**EXERCISE OBJECTIVE:** Go to the line in the entries below that holds "InfoExtractor - uses" and repeat exactly from there through the line that holds "use crate::downloader::models::VideoInfo;", inclusive.

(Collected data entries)
::::
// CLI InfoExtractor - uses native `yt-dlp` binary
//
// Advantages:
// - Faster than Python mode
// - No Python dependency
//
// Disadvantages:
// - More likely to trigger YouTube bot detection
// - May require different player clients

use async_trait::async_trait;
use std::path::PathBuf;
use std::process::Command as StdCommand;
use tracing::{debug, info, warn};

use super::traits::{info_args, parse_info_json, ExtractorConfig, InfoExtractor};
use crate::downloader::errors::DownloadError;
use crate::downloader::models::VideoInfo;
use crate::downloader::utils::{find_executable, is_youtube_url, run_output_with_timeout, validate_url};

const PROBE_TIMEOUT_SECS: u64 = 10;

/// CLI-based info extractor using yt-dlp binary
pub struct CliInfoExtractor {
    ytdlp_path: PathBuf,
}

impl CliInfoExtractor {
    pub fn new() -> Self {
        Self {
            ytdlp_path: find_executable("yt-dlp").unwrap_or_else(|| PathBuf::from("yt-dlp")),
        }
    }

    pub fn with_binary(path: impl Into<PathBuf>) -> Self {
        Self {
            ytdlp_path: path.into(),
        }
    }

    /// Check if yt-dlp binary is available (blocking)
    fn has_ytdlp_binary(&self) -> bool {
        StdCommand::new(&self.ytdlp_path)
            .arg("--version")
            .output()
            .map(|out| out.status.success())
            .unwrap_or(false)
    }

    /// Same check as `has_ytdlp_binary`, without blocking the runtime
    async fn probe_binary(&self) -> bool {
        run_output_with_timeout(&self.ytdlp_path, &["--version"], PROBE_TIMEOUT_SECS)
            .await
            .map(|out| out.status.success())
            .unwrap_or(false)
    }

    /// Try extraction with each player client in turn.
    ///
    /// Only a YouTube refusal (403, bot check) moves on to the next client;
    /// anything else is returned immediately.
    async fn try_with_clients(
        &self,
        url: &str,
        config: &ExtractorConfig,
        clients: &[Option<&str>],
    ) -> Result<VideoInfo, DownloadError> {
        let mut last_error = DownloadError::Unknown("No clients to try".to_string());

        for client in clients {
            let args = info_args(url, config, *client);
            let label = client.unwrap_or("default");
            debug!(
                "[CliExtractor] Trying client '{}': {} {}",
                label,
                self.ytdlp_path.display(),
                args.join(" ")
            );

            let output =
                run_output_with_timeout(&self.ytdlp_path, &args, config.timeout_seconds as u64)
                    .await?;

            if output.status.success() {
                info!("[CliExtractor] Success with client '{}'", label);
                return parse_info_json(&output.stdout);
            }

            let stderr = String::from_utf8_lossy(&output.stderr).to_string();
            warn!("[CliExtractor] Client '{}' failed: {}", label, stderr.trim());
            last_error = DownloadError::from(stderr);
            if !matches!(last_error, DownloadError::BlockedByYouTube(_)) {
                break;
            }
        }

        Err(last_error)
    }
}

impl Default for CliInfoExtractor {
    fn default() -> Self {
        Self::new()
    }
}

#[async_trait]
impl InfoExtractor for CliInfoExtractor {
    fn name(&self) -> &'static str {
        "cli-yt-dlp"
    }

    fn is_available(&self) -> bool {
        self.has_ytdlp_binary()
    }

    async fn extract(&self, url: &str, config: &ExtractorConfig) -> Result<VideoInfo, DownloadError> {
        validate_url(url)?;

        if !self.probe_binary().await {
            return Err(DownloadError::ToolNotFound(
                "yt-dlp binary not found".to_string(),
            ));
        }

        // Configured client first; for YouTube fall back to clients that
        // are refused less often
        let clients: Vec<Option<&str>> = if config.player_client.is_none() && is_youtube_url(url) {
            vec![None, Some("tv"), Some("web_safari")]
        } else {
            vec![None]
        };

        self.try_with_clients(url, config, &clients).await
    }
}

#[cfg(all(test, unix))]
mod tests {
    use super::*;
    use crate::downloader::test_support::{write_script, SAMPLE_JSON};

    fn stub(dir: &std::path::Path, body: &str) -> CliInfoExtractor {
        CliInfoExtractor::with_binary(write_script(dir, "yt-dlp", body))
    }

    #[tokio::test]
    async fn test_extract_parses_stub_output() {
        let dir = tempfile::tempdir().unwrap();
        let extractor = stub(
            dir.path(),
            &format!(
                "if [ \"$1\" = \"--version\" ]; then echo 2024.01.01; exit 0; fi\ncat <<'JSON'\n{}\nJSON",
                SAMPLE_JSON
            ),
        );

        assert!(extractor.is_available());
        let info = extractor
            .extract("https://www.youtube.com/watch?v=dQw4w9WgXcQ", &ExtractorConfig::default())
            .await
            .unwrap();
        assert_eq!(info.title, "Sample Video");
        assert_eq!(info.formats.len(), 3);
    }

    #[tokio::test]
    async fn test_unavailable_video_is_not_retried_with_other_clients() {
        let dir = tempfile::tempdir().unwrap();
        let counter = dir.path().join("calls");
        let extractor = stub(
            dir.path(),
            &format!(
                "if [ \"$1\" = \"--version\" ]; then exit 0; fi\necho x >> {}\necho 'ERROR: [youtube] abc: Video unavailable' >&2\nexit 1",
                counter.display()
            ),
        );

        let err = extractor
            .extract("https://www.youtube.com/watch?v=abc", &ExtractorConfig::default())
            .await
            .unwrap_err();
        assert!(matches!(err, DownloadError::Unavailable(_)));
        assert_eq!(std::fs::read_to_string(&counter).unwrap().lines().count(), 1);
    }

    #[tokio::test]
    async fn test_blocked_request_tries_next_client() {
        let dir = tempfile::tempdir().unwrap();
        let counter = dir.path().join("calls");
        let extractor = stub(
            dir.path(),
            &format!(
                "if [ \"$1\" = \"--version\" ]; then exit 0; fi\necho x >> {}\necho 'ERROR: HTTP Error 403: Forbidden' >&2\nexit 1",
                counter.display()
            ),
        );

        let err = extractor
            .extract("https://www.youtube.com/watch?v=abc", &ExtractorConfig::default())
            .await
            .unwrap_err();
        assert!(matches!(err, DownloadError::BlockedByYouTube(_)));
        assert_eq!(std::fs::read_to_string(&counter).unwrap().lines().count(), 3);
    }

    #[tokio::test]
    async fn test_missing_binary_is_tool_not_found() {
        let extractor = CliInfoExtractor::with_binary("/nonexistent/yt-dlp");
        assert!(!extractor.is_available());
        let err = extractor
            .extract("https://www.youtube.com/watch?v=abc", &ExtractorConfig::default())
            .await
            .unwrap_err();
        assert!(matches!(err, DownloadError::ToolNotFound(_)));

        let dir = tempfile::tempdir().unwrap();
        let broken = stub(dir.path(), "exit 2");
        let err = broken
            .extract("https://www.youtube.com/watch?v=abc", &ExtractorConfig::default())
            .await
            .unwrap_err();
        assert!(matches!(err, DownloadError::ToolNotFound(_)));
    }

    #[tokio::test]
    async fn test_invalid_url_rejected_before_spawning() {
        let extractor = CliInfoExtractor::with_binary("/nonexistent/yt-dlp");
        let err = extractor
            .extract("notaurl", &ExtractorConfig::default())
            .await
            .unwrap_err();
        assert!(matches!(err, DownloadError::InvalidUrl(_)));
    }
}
::::
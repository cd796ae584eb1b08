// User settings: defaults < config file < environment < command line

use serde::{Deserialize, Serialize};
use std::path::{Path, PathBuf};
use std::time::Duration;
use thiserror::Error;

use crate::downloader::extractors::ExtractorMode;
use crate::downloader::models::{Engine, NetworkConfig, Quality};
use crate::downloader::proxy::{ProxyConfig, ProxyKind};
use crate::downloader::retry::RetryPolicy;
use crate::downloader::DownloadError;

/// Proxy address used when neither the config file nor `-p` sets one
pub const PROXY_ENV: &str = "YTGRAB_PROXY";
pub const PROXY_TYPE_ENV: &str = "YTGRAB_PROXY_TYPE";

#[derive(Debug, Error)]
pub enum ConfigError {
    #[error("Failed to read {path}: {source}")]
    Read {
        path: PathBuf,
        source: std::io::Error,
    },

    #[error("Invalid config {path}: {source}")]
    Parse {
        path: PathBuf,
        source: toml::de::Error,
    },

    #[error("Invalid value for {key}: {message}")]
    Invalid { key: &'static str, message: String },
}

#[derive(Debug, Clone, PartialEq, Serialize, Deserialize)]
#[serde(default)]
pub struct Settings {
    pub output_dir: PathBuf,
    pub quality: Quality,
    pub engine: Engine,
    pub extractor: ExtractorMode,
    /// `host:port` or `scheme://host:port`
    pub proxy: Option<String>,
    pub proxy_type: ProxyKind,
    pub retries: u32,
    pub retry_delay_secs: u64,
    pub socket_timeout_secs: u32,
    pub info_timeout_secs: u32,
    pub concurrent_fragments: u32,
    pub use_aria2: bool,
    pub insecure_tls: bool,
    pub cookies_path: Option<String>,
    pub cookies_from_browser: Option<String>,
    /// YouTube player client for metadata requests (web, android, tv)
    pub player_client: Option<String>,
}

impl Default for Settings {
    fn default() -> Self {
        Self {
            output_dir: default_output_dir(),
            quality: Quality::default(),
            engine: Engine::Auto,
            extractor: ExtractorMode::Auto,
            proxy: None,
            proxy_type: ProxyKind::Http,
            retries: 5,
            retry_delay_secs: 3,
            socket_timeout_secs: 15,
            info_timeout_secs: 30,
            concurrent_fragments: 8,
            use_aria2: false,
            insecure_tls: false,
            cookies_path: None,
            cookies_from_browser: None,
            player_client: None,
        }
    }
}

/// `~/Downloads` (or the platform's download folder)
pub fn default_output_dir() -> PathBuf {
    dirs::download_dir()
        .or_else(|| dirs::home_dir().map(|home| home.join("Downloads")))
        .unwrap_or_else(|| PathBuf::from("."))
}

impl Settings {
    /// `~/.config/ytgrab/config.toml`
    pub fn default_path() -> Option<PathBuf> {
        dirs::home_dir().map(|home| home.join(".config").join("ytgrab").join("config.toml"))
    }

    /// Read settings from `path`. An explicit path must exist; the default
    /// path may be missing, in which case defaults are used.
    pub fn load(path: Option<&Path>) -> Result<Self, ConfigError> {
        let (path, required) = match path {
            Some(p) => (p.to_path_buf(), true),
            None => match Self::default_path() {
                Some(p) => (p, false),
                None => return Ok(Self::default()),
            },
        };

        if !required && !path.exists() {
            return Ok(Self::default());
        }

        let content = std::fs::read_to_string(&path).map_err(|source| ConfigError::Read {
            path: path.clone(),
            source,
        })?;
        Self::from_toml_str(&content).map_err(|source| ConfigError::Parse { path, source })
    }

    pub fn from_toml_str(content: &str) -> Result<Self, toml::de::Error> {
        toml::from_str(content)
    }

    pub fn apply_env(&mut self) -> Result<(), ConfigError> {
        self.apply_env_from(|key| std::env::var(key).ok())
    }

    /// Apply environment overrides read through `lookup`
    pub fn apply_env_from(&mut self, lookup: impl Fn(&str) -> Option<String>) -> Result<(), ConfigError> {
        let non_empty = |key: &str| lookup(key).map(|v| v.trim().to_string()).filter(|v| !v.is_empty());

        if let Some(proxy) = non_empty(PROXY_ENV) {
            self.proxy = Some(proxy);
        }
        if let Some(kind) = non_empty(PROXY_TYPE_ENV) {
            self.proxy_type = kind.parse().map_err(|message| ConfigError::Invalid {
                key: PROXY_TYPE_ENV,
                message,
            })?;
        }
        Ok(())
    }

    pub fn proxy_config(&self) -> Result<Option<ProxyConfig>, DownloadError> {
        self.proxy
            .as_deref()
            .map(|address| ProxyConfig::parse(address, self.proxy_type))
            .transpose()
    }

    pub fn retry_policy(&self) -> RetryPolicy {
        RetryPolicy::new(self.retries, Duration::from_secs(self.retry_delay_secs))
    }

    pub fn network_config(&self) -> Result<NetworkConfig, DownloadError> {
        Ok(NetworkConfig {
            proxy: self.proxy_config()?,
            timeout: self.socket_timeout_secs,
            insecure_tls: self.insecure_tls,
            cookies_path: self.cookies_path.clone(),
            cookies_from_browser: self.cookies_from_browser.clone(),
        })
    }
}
::::
**WRITTEN RESPONSE:**
// CLI InfoExtractor - uses native `yt-dlp` binary
//
// Advantages:
// - Faster than Python mode
// - No Python dependency
//
// Disadvantages:
// - More likely to trigger YouTube bot detection
// - May require different player clients

use async_trait::async_trait;
use std::path::PathBuf;
use std::process::Command as StdCommand;
use tracing::{debug, info, warn};

use super::traits::{info_args, parse_info_json, ExtractorConfig, InfoExtractor};
use crate::downloader::errors::DownloadError;
use crate::downloader::models::VideoInfo;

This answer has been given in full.